16. On losing the election to President Obama: “This is a historic election, and I recognize the special significance it has for African Americans and for the special pride that must be theirs tonight. I’ve always believed that America offers opportunities to all who have the industry and will to seize it. Senator Obama believes that, too. But we both recognize that though we have come a long way from the old injustices that once stained our nation’s reputation and denied some Americans the full blessings of American citizenship, the memory of them still had the power to wound. Senator Obama has achieved a great thing for himself and for his country.
17. On the need for government transparency: “The truth is sometimes a hard pill to swallow. It sometimes causes us difficulties at home and abroad. It is sometimes used by our enemies in attempts to hurt us. But the American people are entitled to it, nonetheless. They must know when the values that define our nation are intentionally disregarded by our security policies, even those policies that are conducted in secret.”
18. On Trump’s 2016 attacks on Khizr and Ghazala Khan: “It is time for Donald Trump to set the example for our country and the future of the Republican Party. While our Party has bestowed upon him the nomination, it is not accompanied by unfettered license to defame those who are the best among us. I’d like to say to Mr. and Mrs. Khan: Thank you for immigrating to America. We’re a better country because of you. And you are certainly right; your son was the best of America, and the memory of his sacrifice will make us a better nation — and he will never be forgotten.”

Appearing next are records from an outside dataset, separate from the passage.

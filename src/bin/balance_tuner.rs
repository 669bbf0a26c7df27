//! balance-tuner operator console.
//!
//! Opens the robot's serial port, starts telemetry and the tuning
//! coordinator, then reads commands from stdin until `exit` or Ctrl-C.
//!
//! # Environment Variables
//!
//! - `BALANCE_TUNER_PORT`: serial endpoint, overridden by `--port`
//! - `RUST_LOG`: tracing filter (default: "info,balance_tuner=debug")
//!
//! # Usage
//!
//! ```bash
//! balance-tuner --port /dev/ttyUSB0 --baud 9600
//! balance-tuner --config tuner.yaml --results trials.json
//! ```

use std::path::PathBuf;
use std::process::ExitCode;

use anyhow::Context;
use clap::Parser;
use tokio::sync::mpsc;

use balance_tuner::console::{self, Printer, PrinterColor};
use balance_tuner::{Tuner, TunerConfig, VERSION};

/// Serial controller and PID auto-tuner for a self-balancing robot.
#[derive(Parser, Debug)]
#[command(name = "balance-tuner", version, about)]
struct Cli {
    /// Serial endpoint (e.g. /dev/ttyUSB0 or COM63).
    #[arg(long, short)]
    port: Option<String>,

    /// Baud rate of the serial link.
    #[arg(long, short)]
    baud: Option<u32>,

    /// Read timeout of the serial link, in milliseconds.
    #[arg(long)]
    timeout_ms: Option<u64>,

    /// YAML configuration file.
    #[arg(long, short)]
    config: Option<PathBuf>,

    /// Write a JSON report here whenever a tuning session ends.
    #[arg(long, short)]
    results: Option<PathBuf>,
}

impl Cli {
    fn resolve(&self) -> anyhow::Result<TunerConfig> {
        let mut config = match &self.config {
            Some(path) => TunerConfig::from_yaml_file(path)
                .with_context(|| format!("loading {}", path.display()))?,
            None => TunerConfig::default(),
        };
        config.apply_env();
        if let Some(port) = &self.port {
            config.link.endpoint = port.clone();
        }
        if let Some(baud) = self.baud {
            config.link.baud_rate = baud;
        }
        if let Some(timeout_ms) = self.timeout_ms {
            config.link.timeout_ms = timeout_ms;
        }
        if let Some(results) = &self.results {
            config.results_path = Some(results.clone());
        }
        config.validate()?;
        Ok(config)
    }
}

#[tokio::main]
async fn main() -> ExitCode {
    tracing_subscriber::fmt()
        .with_env_filter(
            tracing_subscriber::EnvFilter::try_from_default_env()
                .unwrap_or_else(|_| "info,balance_tuner=debug".into()),
        )
        .with_writer(std::io::stderr)
        .init();

    let cli = Cli::parse();
    match run(cli).await {
        Ok(()) => ExitCode::SUCCESS,
        Err(e) => {
            tracing::error!("{:#}", e);
            eprintln!("Error: {:#}", e);
            ExitCode::FAILURE
        }
    }
}

async fn run(cli: Cli) -> anyhow::Result<()> {
    let config = cli.resolve()?;
    tracing::info!(version = VERSION, "balance-tuner starting");

    let tuner = Tuner::open(&config)?;
    let printer = Printer::new();
    printer.print(
        &format!(
            "Connected to {} at {} baud. Type 'help' for commands.",
            tuner.endpoint(),
            config.link.baud_rate
        ),
        PrinterColor::Green,
    );

    // Blocking stdin lives on its own thread so a pending read never holds
    // up runtime shutdown.
    let (line_tx, mut lines) = mpsc::unbounded_channel::<String>();
    std::thread::spawn(move || {
        for line in std::io::stdin().lines() {
            let Ok(line) = line else { break };
            if line_tx.send(line).is_err() {
                break;
            }
        }
    });

    let view = tuner.view();
    let mut leaderboard = view.subscribe_leaderboard();
    let mut link = view.subscribe_link();

    loop {
        tokio::select! {
            line = lines.recv() => {
                let Some(line) = line else { break };
                match console::parse_command(&line) {
                    Some(command) => {
                        if console::dispatch(&tuner, command, &printer).is_break() {
                            break;
                        }
                    }
                    None => printer.print(
                        &format!("unknown command {:?}, try 'help'", line.trim()),
                        PrinterColor::Yellow,
                    ),
                }
            }
            changed = leaderboard.changed() => {
                if changed.is_err() {
                    break;
                }
                console::print_status(&view.snapshot(), &printer);
            }
            changed = link.changed() => {
                if changed.is_err() {
                    break;
                }
                console::print_status(&view.snapshot(), &printer);
            }
            _ = tokio::signal::ctrl_c() => {
                println!();
                tracing::info!("interrupted by user");
                break;
            }
        }
    }

    if let Some(report) = tuner.exit().await {
        if let Some(best) = report.best.first() {
            printer.print(
                &format!(
                    "Best of last session: {}, error: {:.2}",
                    best.gains, best.error
                ),
                PrinterColor::BoldCyan,
            );
        }
    }
    Ok(())
}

19. On what Trump actually believes: “I’m not sure what to make of President Trump’s convictions,” he writes. “He threatened to deliberately kill the spouses and children of terrorists, implying that an atrocity of that magnitude would show the world America’s toughness. His lack of empathy for refugees, innocent, persecuted, desperate men, women, and children is disturbing. The way he speaks about them is appalling, as if welfare or terrorism were the only purposes they could have in coming to our country. His reaction to unflattering news stories, calling them ‘fake news,’ whether they’re credible or not, is copied by autocrats who want to discredit and control a free press. … Flattery secures his friendship, criticism his enmity.”
20. On loving America: “I fell in love with my country when I was a prisoner in someone else’s. I loved it not just for the many comforts of life here. I loved it for its decency; for its faith in the wisdom, justice and goodness of its people. I loved it because it was not just a place, but an idea, a cause worth fighting for. I was never the same again. I wasn’t my own man anymore. I was my country’s.”
21. On being a maverick: “I never considered myself a maverick. I consider myself a person who serves the people of Arizona to the best of his abilities.”